INPUT RECORDS:
------------------------------------------------
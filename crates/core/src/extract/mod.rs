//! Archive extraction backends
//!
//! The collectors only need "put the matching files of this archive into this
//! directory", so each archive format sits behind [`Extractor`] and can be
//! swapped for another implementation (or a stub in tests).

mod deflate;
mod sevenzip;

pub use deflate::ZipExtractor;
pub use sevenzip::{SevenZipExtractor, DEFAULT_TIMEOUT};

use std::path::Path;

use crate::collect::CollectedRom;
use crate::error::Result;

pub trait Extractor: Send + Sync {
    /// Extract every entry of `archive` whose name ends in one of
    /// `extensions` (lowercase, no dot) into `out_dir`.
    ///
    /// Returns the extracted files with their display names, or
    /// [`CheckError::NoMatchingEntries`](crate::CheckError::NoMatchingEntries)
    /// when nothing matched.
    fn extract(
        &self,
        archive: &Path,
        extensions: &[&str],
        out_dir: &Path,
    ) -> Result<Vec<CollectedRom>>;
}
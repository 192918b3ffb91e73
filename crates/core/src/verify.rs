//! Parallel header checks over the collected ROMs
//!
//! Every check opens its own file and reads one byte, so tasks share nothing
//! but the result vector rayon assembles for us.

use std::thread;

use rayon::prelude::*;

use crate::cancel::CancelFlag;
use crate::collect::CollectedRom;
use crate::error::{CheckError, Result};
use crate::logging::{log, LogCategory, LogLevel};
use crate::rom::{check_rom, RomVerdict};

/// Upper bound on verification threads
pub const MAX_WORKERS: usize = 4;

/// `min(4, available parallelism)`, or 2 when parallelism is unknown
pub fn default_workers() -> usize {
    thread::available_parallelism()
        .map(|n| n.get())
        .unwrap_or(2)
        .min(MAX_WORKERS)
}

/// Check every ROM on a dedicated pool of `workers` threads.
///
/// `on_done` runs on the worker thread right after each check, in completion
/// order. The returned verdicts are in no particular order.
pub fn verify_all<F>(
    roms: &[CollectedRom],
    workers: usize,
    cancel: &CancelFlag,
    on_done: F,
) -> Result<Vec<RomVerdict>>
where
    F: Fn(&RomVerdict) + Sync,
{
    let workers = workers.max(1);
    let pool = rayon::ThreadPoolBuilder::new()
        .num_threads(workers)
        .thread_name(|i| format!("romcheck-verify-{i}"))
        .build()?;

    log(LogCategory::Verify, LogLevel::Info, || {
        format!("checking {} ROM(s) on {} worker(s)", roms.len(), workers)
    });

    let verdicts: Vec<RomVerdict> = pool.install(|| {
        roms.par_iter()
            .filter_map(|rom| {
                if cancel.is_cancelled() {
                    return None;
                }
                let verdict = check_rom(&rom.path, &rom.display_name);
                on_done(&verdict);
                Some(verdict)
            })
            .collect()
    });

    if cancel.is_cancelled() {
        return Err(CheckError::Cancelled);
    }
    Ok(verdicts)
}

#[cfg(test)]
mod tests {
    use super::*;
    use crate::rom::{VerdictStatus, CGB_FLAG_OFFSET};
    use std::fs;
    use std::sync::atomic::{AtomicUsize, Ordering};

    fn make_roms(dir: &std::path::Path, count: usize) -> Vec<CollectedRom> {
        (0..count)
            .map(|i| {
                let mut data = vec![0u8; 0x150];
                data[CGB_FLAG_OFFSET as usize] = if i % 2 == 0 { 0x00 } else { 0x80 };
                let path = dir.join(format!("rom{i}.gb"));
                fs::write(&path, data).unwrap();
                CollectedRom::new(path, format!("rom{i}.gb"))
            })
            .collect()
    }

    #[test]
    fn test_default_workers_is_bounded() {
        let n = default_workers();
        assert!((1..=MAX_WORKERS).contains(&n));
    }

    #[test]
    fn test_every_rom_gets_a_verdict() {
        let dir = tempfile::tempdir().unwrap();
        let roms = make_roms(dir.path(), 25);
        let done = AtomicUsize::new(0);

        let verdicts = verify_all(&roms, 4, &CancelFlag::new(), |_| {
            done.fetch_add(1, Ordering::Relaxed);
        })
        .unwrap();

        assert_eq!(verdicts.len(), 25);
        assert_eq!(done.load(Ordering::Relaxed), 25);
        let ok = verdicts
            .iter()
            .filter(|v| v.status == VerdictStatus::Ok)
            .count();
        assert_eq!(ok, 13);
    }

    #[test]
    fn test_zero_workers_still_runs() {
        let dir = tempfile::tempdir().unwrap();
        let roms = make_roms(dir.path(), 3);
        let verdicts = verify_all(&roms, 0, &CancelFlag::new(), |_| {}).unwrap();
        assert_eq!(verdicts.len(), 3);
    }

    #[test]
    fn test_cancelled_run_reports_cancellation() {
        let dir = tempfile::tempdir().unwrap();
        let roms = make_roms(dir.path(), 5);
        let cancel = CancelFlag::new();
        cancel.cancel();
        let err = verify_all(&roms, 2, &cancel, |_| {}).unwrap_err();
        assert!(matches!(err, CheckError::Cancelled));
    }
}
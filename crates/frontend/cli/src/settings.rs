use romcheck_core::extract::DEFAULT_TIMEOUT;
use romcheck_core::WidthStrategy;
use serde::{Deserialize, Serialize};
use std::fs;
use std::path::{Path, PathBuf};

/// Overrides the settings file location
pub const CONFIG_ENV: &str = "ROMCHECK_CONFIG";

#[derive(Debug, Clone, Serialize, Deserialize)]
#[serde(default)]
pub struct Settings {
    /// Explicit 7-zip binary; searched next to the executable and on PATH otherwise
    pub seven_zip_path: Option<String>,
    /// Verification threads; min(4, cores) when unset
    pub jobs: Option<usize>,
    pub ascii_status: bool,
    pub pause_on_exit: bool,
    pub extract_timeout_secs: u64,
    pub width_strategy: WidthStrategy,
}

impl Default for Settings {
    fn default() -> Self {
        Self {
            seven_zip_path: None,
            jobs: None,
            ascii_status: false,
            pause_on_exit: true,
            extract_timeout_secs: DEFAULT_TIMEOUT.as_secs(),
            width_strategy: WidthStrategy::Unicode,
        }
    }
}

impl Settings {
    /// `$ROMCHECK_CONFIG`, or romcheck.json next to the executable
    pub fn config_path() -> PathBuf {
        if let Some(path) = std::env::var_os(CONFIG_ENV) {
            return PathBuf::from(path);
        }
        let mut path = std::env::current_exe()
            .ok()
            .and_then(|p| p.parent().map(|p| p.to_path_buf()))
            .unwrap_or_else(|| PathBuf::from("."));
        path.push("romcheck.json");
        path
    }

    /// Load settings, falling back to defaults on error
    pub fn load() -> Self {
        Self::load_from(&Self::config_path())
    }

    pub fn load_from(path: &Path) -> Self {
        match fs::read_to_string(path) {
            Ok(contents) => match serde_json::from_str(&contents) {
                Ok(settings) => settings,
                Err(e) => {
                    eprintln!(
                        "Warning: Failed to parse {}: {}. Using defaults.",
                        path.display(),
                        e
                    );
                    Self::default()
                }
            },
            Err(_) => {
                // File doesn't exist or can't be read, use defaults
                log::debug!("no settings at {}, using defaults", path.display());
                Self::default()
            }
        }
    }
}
------------------------------------------------
WHAT IS BEING ASKED:
Scan the records above for the string "Some", then copy each line where it turns up.

EXERCISE RESPONSE:
                Some(verdict)
        if let Some(path) = std::env::var_os(CONFIG_ENV) {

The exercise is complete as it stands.